Magnani nel suo libro Il Grande Scollamento ipotizza più
scenari: un conflitto bellico fra Usa e Cina con conseguenze
inimmaginabili; un progressivo decoupling (disaccoppiamento) con
il mondo nuovamente diviso in due schieramenti da guerra fredda
e, più realisticamente, un mondo caratterizzato da una maggiore
e più o meno caotica frammentazione, con una possibile
deglobalizzazione nel lungo termine. La frammentazione infatti
sfocerebbe in una forte regionalizzazione, nella crescente
prevalenza della politica sull'economia e nell'elevata
volatilità delle relazioni internazionali.
"Gli Usa stanno abbandonando il loro ruolo di leader, per
problemi interni, lasciando un vuoto geopolitico che non nessuno
riempie", tantomeno la Cina che non riesce a piacere, sebbene
abbia impiegato ingenti risorse nel soft power: per esempio
nella rete di Istituto Confucio che dal 2004 ha aperto oltre 550
centri in 140 Paesi, nell'industria cinematografica di Hollywood
per produrre film più attenti a immagine e interessi cinesi, e
nella diffusione di canali della televisione di stato (Cctv) in
molti Paesi del mondo e in lingua inglese o locale.
Occorrerebbe una nuova governance globale, ma è una
possibilità poco credibile. Anche perché le relazioni tra i
Paesi vanno nella direzione opposta con il sorgere di sempre più
"battitori liberi", "in genere democrazie populiste o
autocrazie, che hanno aspirazioni di essere potenze regionali o
addirittura globali". È il caso dell'India, quinta potenza
economica per pil, che potrebbe diventare un grande protagonista
sulla scena mondiale, ma anche la Russia con tutti i suoi
limiti, la Turchia, il Brasile, le monarchie del Golfo.

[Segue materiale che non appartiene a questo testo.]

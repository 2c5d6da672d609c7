use owo_colors::Style;
use std::sync::OnceLock;

static THEME: OnceLock<Theme> = OnceLock::new();

#[derive(Debug, Clone)]
pub struct Theme {
    pub header: Style,
    pub success: Style,
    pub error: Style,
    pub info: Style,
    pub dim: Style,
    /// Highlight for cancelled bookings
    pub cancelled: Style,
}

impl Theme {
    /// Colors on a terminal, plain text when stdout is piped
    pub fn detect() -> Self {
        if !console::Term::stdout().is_term() {
            return Self::plain();
        }
        Self::colored()
    }

    pub fn colored() -> Self {
        Self {
            header: Style::new().cyan().bold(),
            success: Style::new().green().bold(),
            error: Style::new().red().bold(),
            info: Style::new().magenta(),
            dim: Style::new().white().dimmed(),
            cancelled: Style::new().red().strikethrough(),
        }
    }

    pub fn plain() -> Self {
        Self {
            header: Style::new(),
            success: Style::new(),
            error: Style::new(),
            info: Style::new(),
            dim: Style::new(),
            cancelled: Style::new(),
        }
    }
}

pub fn theme() -> &'static Theme {
    THEME.get_or_init(Theme::detect)
}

L'auspicio è che "le liberaldemocrazie, che comprendono oltre
all'Occidente, Corea, Giappone, India, possano tornare a essere
attrattive dal punto di vista economico, politico e anche
valoriale".
La ricerca è uno dei settori più esposti: l'Europa rischia di
essere il vaso di coccio tra i due vasi di ferro che sono Stati
Uniti, massicciamente impegnati e la Cina che, nonostante
qualche scricchiolio economico, sta investendo quanto più
possibile in IA, raccolta dati, controllo delle filiere
strategiche, quantistica. In assenza di uno scontro diretto, non
auspicabile, "il rischio - indica Magnani - è che anche la rete
globale internet sia sostituita nel tempo da reti nazionali".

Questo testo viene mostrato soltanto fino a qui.